* [What is being asked] Would you reproduce, without any alteration, the lines from the opening line of the entries through the line that has "pub fn to_export_matrix(table: &ParsedTable)" in it?

* [Dataset entries]
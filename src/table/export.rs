use serde::Serialize;

use super::ParsedTable;
use super::format::{ColumnRole, FormatOptions};

const NOT_SPECIFIED: &str = "Not specified";

#[derive(Debug, Clone, PartialEq, Eq, Serialize)]
pub struct ExportMatrix {
    pub rows: Vec<Vec<String>>,
    /// Advisory widths, one per header; consumed by the spreadsheet writer.
    pub column_widths: Vec<Option<u16>>,
}

/// Result of preparing a table for export. `NoData` is distinct from a
/// matrix that happens to hold only headers.
#[derive(Debug, Clone, PartialEq, Eq)]
pub enum ExportOutcome {
    Ready(ExportMatrix),
    NoData,
}

impl ExportOutcome {
    pub fn into_matrix(self) -> Option<ExportMatrix> {
        match self {
            ExportOutcome::Ready(matrix) => Some(matrix),
            ExportOutcome::NoData => None,
        }
    }
}

pub fn to_export_matrix(table: &ParsedTable) -> ExportOutcome {
    if table.rows.is_empty() {
        return ExportOutcome::NoData;
    }

    let mut rows = Vec::<Vec<String>>::with_capacity(table.rows.len() + 1);
    if let Some(header_row) = table.header_row() {
        rows.push(header_row.cells);
    }
    rows.extend(table.rows.iter().map(|row| row.cells.clone()));

    let column_widths = table
        .headers
        .iter()
        .map(|header| ColumnRole::from_header(header).suggested_width())
        .collect();

    ExportOutcome::Ready(ExportMatrix {
        rows,
        column_widths,
    })
}

#[derive(Debug, Clone, Copy, PartialEq, Eq, Serialize)]
#[serde(rename_all = "snake_case")]
pub enum ExportKind {
    TakeOff,
    BillOfQuantities,
}

impl ExportKind {
    pub fn sheet_name(self) -> &'static str {
        match self {
            ExportKind::TakeOff => "Quantities",
            ExportKind::BillOfQuantities => "Bill of Quantities",
        }
    }

    fn file_suffix(self) -> &'static str {
        match self {
            ExportKind::TakeOff => "_quantities.xlsx",
            ExportKind::BillOfQuantities => "_BOQ.xlsx",
        }
    }

    fn default_file_name(self) -> &'static str {
        match self {
            ExportKind::TakeOff => "drawing_quantities.xlsx",
            ExportKind::BillOfQuantities => "Sri_Lankan_Construction_BOQ.xlsx",
        }
    }
}

/// Download name for an export: the source name up to its first `.`, plus a
/// kind-specific suffix.
pub fn suggested_file_name(source_name: Option<&str>, kind: ExportKind) -> String {
    let stem = source_name
        .map(str::trim)
        .and_then(|name| name.split('.').next())
        .filter(|stem| !stem.is_empty());

    match stem {
        Some(stem) => format!("{stem}{}", kind.file_suffix()),
        None => kind.default_file_name().to_string(),
    }
}

#[derive(Debug, Clone, Default, PartialEq, Eq, Serialize)]
pub struct ProjectInfo {
    pub project_name: Option<String>,
    pub location: Option<String>,
    pub client: Option<String>,
}

#[derive(Debug, Clone, PartialEq, Eq, Serialize)]
pub struct ExportSheet {
    pub name: String,
    pub rows: Vec<Vec<String>>,
    pub column_widths: Vec<Option<u16>>,
}

#[derive(Debug, Clone, PartialEq, Eq, Serialize)]
pub struct ExportWorkbook {
    pub file_name: String,
    pub sheets: Vec<ExportSheet>,
}

/// Assembles the sheets handed to a spreadsheet writer. Returns `None` when
/// the table has nothing to export.
pub fn build_workbook(
    table: &ParsedTable,
    kind: ExportKind,
    source_name: Option<&str>,
    project: &ProjectInfo,
    options: &FormatOptions,
    generated_on: &str,
) -> Option<ExportWorkbook> {
    let matrix = to_export_matrix(table).into_matrix()?;

    let mut sheets = vec![ExportSheet {
        name: kind.sheet_name().to_string(),
        rows: matrix.rows,
        column_widths: matrix.column_widths,
    }];

    if kind == ExportKind::BillOfQuantities {
        sheets.push(project_info_sheet(project, options, generated_on));
    }

    Some(ExportWorkbook {
        file_name: suggested_file_name(source_name, kind),
        sheets,
    })
}

fn project_info_sheet(
    project: &ProjectInfo,
    options: &FormatOptions,
    generated_on: &str,
) -> ExportSheet {
    let field = |value: &Option<String>| {
        value
            .as_deref()
            .map(str::trim)
            .filter(|value| !value.is_empty())
            .unwrap_or(NOT_SPECIFIED)
            .to_string()
    };

    ExportSheet {
        name: "Project Info".to_string(),
        rows: vec![
            vec!["Project Information".to_string()],
            vec!["Project Name".to_string(), field(&project.project_name)],
            vec!["Location".to_string(), field(&project.location)],
            vec!["Client".to_string(), field(&project.client)],
            vec!["Date Generated".to_string(), generated_on.to_string()],
            vec!["Currency".to_string(), options.currency_description()],
        ],
        column_widths: vec![Some(20), Some(40)],
    }
}

pub fn matrix_to_csv(rows: &[Vec<String>]) -> String {
    rows.iter()
        .map(|row| {
            row.iter()
                .map(|cell| escape_csv_cell(cell))
                .collect::<Vec<String>>()
                .join(",")
        })
        .collect::<Vec<String>>()
        .join("\n")
}

fn escape_csv_cell(value: &str) -> String {
    if value.contains(',') || value.contains('"') || value.contains('\n') {
        format!("\"{}\"", value.replace('"', "\"\""))
    } else {
        value.to_string()
    }
}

* [Task response]
filename src/table/export.rs
use serde::Serialize;

use super::ParsedTable;
use super::format::{ColumnRole, FormatOptions};

const NOT_SPECIFIED: &str = "Not specified";

#[derive(Debug, Clone, PartialEq, Eq, Serialize)]
pub struct ExportMatrix {
    pub rows: Vec<Vec<String>>,
    /// Advisory widths, one per header; consumed by the spreadsheet writer.
    pub column_widths: Vec<Option<u16>>,
}

/// Result of preparing a table for export. `NoData` is distinct from a
/// matrix that happens to hold only headers.
#[derive(Debug, Clone, PartialEq, Eq)]
pub enum ExportOutcome {
    Ready(ExportMatrix),
    NoData,
}

impl ExportOutcome {
    pub fn into_matrix(self) -> Option<ExportMatrix> {
        match self {
            ExportOutcome::Ready(matrix) => Some(matrix),
            ExportOutcome::NoData => None,
        }
    }
}

pub fn to_export_matrix(table: &ParsedTable) -> ExportOutcome {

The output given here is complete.